5.05 Taxes. The parties agree to retain or cause to be retained all books and records pertinent to the Purchased Assets or the Division until the applicable period for assessment of Taxes under Applicable Law has expired, and to furnish each other access thereto as is reasonably necessary for the filing of any Tax Return, the preparation for any Tax audit, the prosecution or defense of any claim, suit or proceeding relating to any proposed Tax adjustment relating to the Purchased Assets or the Division. For a period of seven (7) years after Closing, the parties agree to give each other reasonable notice prior to transferring, discarding or destroying any such books and records relating to Tax matters and, if so requested, shall allow another party to take possession of such books and records.

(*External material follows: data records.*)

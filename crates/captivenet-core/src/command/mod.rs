// ── Command API ──
//
// Every mutation flows through the `Command` enum. The console routes
// each variant to the directory, voucher book or account registry from
// a single processor task.

pub mod requests;

use std::sync::Arc;

use chrono::{DateTime, Utc};

use crate::error::CoreError;
use crate::model::{
    Account, AccountId, Dimension, RequestId, Session, SessionId, SessionStatus, TerminateOutcome,
    Voucher, VoucherCode,
};
use crate::policy::{Action, Role};

pub use requests::{GenerateVouchersRequest, RedeemVoucherRequest, StartSessionRequest, UsageEvent};

/// A command plus the channel its result goes back on.
pub(crate) struct CommandEnvelope {
    pub command: Command,
    /// Issuing role; `None` for unchecked callers.
    pub actor: Option<Role>,
    pub response_tx: tokio::sync::oneshot::Sender<Result<CommandResult, CoreError>>,
}

/// All write operations the console accepts.
#[derive(Debug, Clone)]
pub enum Command {
    // ── Session operations ───────────────────────────────────────────
    TerminateSession {
        id: SessionId,
        reason: String,
    },
    /// Not idempotent on its own: retries must reuse `request_id`.
    ExtendQuota {
        id: SessionId,
        dimension: Dimension,
        amount: i64,
        request_id: RequestId,
    },
    ShortenExpiry {
        id: SessionId,
        until: DateTime<Utc>,
    },
    ApplyUsage(UsageEvent),
    StartSubscriberSession(StartSessionRequest),

    // ── Voucher operations ───────────────────────────────────────────
    RedeemVoucher(RedeemVoucherRequest),
    GenerateVouchers(GenerateVouchersRequest),
    RevokeVoucher {
        code: VoucherCode,
    },

    // ── Account operations ───────────────────────────────────────────
    ValidateAccount {
        id: AccountId,
        notes: Option<String>,
        by: Option<AccountId>,
    },
    RejectAccount {
        id: AccountId,
        reason: String,
    },
}

impl Command {
    /// Policy action an operator needs to issue this command.
    ///
    /// Gateway ticks, guest redemption and subscriber login are not
    /// operator actions and return `None`.
    pub fn required_action(&self) -> Option<Action> {
        match self {
            Self::TerminateSession { .. } => Some(Action::TerminateSession),
            Self::ExtendQuota { .. } => Some(Action::ExtendQuota),
            Self::ShortenExpiry { .. } => Some(Action::ShortenExpiry),
            Self::GenerateVouchers(_) => Some(Action::GenerateVoucher),
            Self::RevokeVoucher { .. } => Some(Action::RevokeVoucher),
            Self::ValidateAccount { .. } => Some(Action::ValidateAccount),
            Self::RejectAccount { .. } => Some(Action::RejectAccount),
            Self::ApplyUsage(_) | Self::RedeemVoucher(_) | Self::StartSubscriberSession(_) => None,
        }
    }
}

/// Result of a successfully executed command.
#[derive(Debug, Clone)]
pub enum CommandResult {
    Status(SessionStatus),
    Terminated(TerminateOutcome),
    Session(Arc<Session>),
    Redeemed {
        session: Arc<Session>,
        voucher: Arc<Voucher>,
    },
    Vouchers(Vec<Arc<Voucher>>),
    Voucher(Arc<Voucher>),
    Account(Arc<Account>),
}
//! Clap derive structures for the `captivenet` CLI.
//!
//! Defines the complete command tree, global flags, and shared types.

use std::path::PathBuf;

use chrono::{DateTime, Utc};
use clap::{Args, Parser, Subcommand, ValueEnum};

use captivenet_core::{
    AccountId, AccountStatus, AuditAction, AuditTarget, PlanId, SessionId, SessionKind, SessionStatus, VoucherCode,
    VoucherStatus,
};

// ── Top-Level CLI ────────────────────────────────────────────────────

/// captivenet -- operator console for a captive-portal hotspot
#[derive(Debug, Parser)]
#[command(
    name = "captivenet",
    version,
    about = "Operate a captive-portal hotspot from the command line",
    long_about = "Inspect and manage guest and subscriber sessions, vouchers and accounts.\n\n\
        State is loaded from a fixture (JSON or YAML) or the built-in demo portal;\n\
        commands act on that snapshot and never write it back.",
    propagate_version = true,
    subcommand_required = true,
    arg_required_else_help = true
)]
pub struct Cli {
    #[command(flatten)]
    pub global: GlobalOpts,

    #[command(subcommand)]
    pub command: Command,
}

// ── Global Options ───────────────────────────────────────────────────

#[derive(Debug, Args)]
pub struct GlobalOpts {
    /// Portal state to load (JSON or YAML). Defaults to the demo portal
    #[arg(long, short = 'f', env = "CAPTIVENET_FIXTURE", global = true)]
    pub fixture: Option<PathBuf>,

    /// Role to act as (SUPERADMIN, ADMIN, SUBSCRIBER, GUEST)
    #[arg(long, short = 'r', env = "CAPTIVENET_ROLE", global = true)]
    pub role: Option<String>,

    /// Evaluate as of this instant (RFC 3339) instead of the system clock
    #[arg(long, global = true)]
    pub now: Option<DateTime<Utc>>,

    /// Output format
    #[arg(
        long,
        short = 'o',
        env = "CAPTIVENET_OUTPUT",
        default_value = "table",
        global = true
    )]
    pub output: OutputFormat,

    /// When to use color output
    #[arg(long, default_value = "auto", global = true)]
    pub color: ColorMode,

    /// Increase verbosity (-v, -vv, -vvv)
    #[arg(long, short = 'v', action = clap::ArgAction::Count, global = true)]
    pub verbose: u8,

    /// Suppress non-error output
    #[arg(long, short = 'q', global = true)]
    pub quiet: bool,

    /// Skip confirmation prompts
    #[arg(long, short = 'y', global = true)]
    pub yes: bool,
}

// ── Output & Color Enums ─────────────────────────────────────────────

#[derive(Debug, Clone, ValueEnum)]
pub enum OutputFormat {
    /// Pretty table (default, interactive)
    Table,
    /// Pretty-printed JSON
    Json,
    /// Compact single-line JSON
    JsonCompact,
    /// YAML
    Yaml,
    /// Plain text, one value per line (scripting)
    Plain,
}

#[derive(Debug, Clone, ValueEnum)]
pub enum ColorMode {
    /// Auto-detect (color if terminal is interactive)
    Auto,
    /// Always emit color codes
    Always,
    /// Never emit color codes
    Never,
}

// ── Top-Level Command Enum ───────────────────────────────────────────

#[derive(Debug, Subcommand)]
pub enum Command {
    /// Inspect the role permission table and route guards
    Policy(PolicyArgs),

    /// List billing plans
    Plans(PlansArgs),

    /// Inspect and manage sessions
    #[command(alias = "s")]
    Sessions(SessionsArgs),

    /// Manage voucher codes
    #[command(alias = "v")]
    Vouchers(VouchersArgs),

    /// Review subscriber accounts
    Accounts(AccountsArgs),

    /// Replay gateway usage events against the portal
    Simulate(SimulateArgs),

    /// Read the audit trail (super admins only)
    Audit(AuditArgs),

    /// Manage CLI configuration
    Config(ConfigArgs),

    /// Generate shell completions
    Completions(CompletionsArgs),
}

// ── Policy ───────────────────────────────────────────────────────────

#[derive(Debug, Args)]
pub struct PolicyArgs {
    #[command(subcommand)]
    pub command: PolicyCommand,
}

#[derive(Debug, Subcommand)]
pub enum PolicyCommand {
    /// Show resolved permissions (every known role, or the acting one with --role)
    Show {
        /// Resolve for a session of this kind
        #[arg(long)]
        kind: Option<SessionKind>,
    },

    /// Check a route (or an action) for the acting role
    Check {
        /// Route id, e.g. "vouchers" or "guest-dashboard"
        #[arg(required_unless_present = "action")]
        route: Option<String>,

        /// Check an action id instead, e.g. "terminate-session"
        #[arg(long, conflicts_with = "route")]
        action: Option<String>,

        /// Session kind the role holds
        #[arg(long)]
        kind: Option<SessionKind>,
    },
}

// ── Audit ────────────────────────────────────────────────────────────

#[derive(Debug, Args)]
pub struct AuditArgs {
    #[command(subcommand)]
    pub command: AuditCommand,
}

#[derive(Debug, Subcommand)]
pub enum AuditCommand {
    /// List audit entries, oldest first
    #[command(alias = "ls")]
    List {
        /// Only this action, e.g. SESSION_TIMEOUT
        #[arg(long)]
        action: Option<AuditAction>,

        /// Only this kind of target: session, voucher or account
        #[arg(long)]
        target_type: Option<AuditTarget>,

        /// Only this target id
        #[arg(long)]
        target: Option<String>,
    },
}

// ── Plans ────────────────────────────────────────────────────────────

#[derive(Debug, Args)]
pub struct PlansArgs {
    #[command(subcommand)]
    pub command: PlansCommand,
}

#[derive(Debug, Subcommand)]
pub enum PlansCommand {
    /// List the plan catalog
    #[command(alias = "ls")]
    List,
}

// ── Sessions ─────────────────────────────────────────────────────────

#[derive(Debug, Args)]
pub struct SessionsArgs {
    #[command(subcommand)]
    pub command: SessionsCommand,
}

#[derive(Debug, Subcommand)]
pub enum SessionsCommand {
    /// List sessions, most recently active first
    #[command(alias = "ls")]
    List {
        /// Only sessions in this status
        #[arg(long)]
        status: Option<SessionStatus>,

        /// Only voucher or credentialed sessions
        #[arg(long)]
        kind: Option<SessionKind>,

        /// Match owner, device name, MAC or IP
        #[arg(long, short = 's')]
        search: Option<String>,
    },

    /// Show one session
    Get {
        id: SessionId,
    },

    /// Dashboard figures across all sessions
    Summary,

    /// Start a subscriber session for an active account
    Start {
        /// Account id
        #[arg(long)]
        account: AccountId,

        /// Plan id
        #[arg(long)]
        plan: PlanId,

        /// Device MAC address
        #[arg(long)]
        mac: String,

        /// Device name
        #[arg(long, default_value = "device")]
        device_name: String,
    },

    /// Terminate a session
    Terminate {
        id: SessionId,

        /// Reason recorded on the session
        #[arg(long, default_value = "terminated by operator")]
        reason: String,
    },

    /// Raise a session's data or time quota
    Extend {
        id: SessionId,

        /// Extra data, e.g. "500 MiB" or "2GiB"
        #[arg(long, required_unless_present = "time", conflicts_with = "time")]
        data: Option<bytesize::ByteSize>,

        /// Extra time, e.g. "30m" or "2h"
        #[arg(long)]
        time: Option<humantime::Duration>,

        /// Idempotency key; retries with the same id extend once
        #[arg(long)]
        request_id: Option<String>,
    },

    /// Move a session's expiry earlier
    Shorten {
        id: SessionId,

        /// New expiry, as a duration from now (e.g. "10m")
        #[arg(long = "in")]
        within: humantime::Duration,
    },

    /// Show the countdown until a session expires
    #[command(alias = "watch-countdown")]
    Remaining {
        id: SessionId,

        /// Keep printing once a second until the session expires
        #[arg(long, short = 'w')]
        watch: bool,
    },
}

// ── Vouchers ─────────────────────────────────────────────────────────

#[derive(Debug, Args)]
pub struct VouchersArgs {
    #[command(subcommand)]
    pub command: VouchersCommand,
}

#[derive(Debug, Subcommand)]
pub enum VouchersCommand {
    /// List vouchers
    #[command(alias = "ls")]
    List {
        /// Only vouchers in this status
        #[arg(long)]
        status: Option<VoucherStatus>,
    },

    /// Generate a batch of voucher codes
    Generate {
        /// Plan id the codes grant
        #[arg(long)]
        plan: PlanId,

        /// Number of codes (1-100)
        #[arg(long, short = 'n', default_value = "1")]
        quantity: u32,

        /// Sessions each code may open
        #[arg(long)]
        max_uses: Option<u32>,

        /// Validity window from now, e.g. "7days"
        #[arg(long)]
        valid_for: Option<humantime::Duration>,

        /// Free-form note
        #[arg(long)]
        notes: Option<String>,
    },

    /// Redeem a code as a guest device
    Redeem {
        /// Voucher code (case-insensitive)
        code: String,

        /// Device MAC address
        #[arg(long)]
        mac: String,

        /// Device name
        #[arg(long, default_value = "guest-device")]
        device_name: String,

        /// Device IP address
        #[arg(long)]
        ip: Option<std::net::IpAddr>,
    },

    /// Revoke an unused code
    Revoke {
        code: VoucherCode,
    },
}

// ── Accounts ─────────────────────────────────────────────────────────

#[derive(Debug, Args)]
pub struct AccountsArgs {
    #[command(subcommand)]
    pub command: AccountsCommand,
}

#[derive(Debug, Subcommand)]
pub enum AccountsCommand {
    /// List accounts
    #[command(alias = "ls")]
    List {
        /// Only accounts in this status
        #[arg(long)]
        status: Option<AccountStatus>,
    },

    /// Approve a pending account
    Validate {
        id: AccountId,

        /// Notes recorded with the approval
        #[arg(long)]
        notes: Option<String>,

        /// Operator account recorded as approver
        #[arg(long)]
        by: Option<AccountId>,
    },

    /// Reject a pending account
    Reject {
        id: AccountId,

        /// Reason shown to the applicant
        #[arg(long)]
        reason: String,
    },
}

// ── Simulate ─────────────────────────────────────────────────────────

#[derive(Debug, Args)]
pub struct SimulateArgs {
    /// Usage events file (JSON array or YAML list)
    #[arg(long, short = 'e')]
    pub events: PathBuf,

    /// Sweep for expired sessions after replaying
    #[arg(long)]
    pub refresh: bool,
}

// ── Config ───────────────────────────────────────────────────────────

#[derive(Debug, Args)]
pub struct ConfigArgs {
    #[command(subcommand)]
    pub command: ConfigCommand,
}

#[derive(Debug, Subcommand)]
pub enum ConfigCommand {
    /// Write a config file with the default settings
    Init,

    /// Show the effective configuration
    Show,

    /// Print the config file path
    Path,
}

// ── Completions ──────────────────────────────────────────────────────

#[derive(Debug, Args)]
pub struct CompletionsArgs {
    /// Shell to generate completions for
    pub shell: clap_complete::Shell,
}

5.06 Proration. Notwithstanding anything herein to the contrary, any ad valorem Taxes imposed on the Purchased Assets and other expense items with respect to the Purchased Assets and business of the Division that relates to a period beginning before the Closing and ending after the Closing shall be apportioned as of the Closing such that Seller shall be liable for (and shall reimburse Buyer to the extent that Buyer shall pay) that portion of such Taxes and other expense items relating to, or arising in respect of, periods through the Closing and Buyer shall be liable for (and shall reimburse Seller to the extent Seller shall have paid) that portion of such Taxes and other expense items relating to, or arising in respect to, periods after the Closing. All amounts to be prorated will, to the extent reasonably feasible, be taken into account in a settlement sheet to be prepared by the parties in connection with the Closing. To the extent the amounts of any such proratable items are not finally known at the Closing, appropriate settlement will be made in accordance with the notice requirements and time periods set forth herein.

5.07 Further Assurances. From time to time after the Closing, each party will execute and deliver such other documents, certificates, agreements and other writings and take such other actions as may reasonably be necessary or requested by any other party in order to consummate, evidence or implement expeditiously the transactions contemplated by this Agreement.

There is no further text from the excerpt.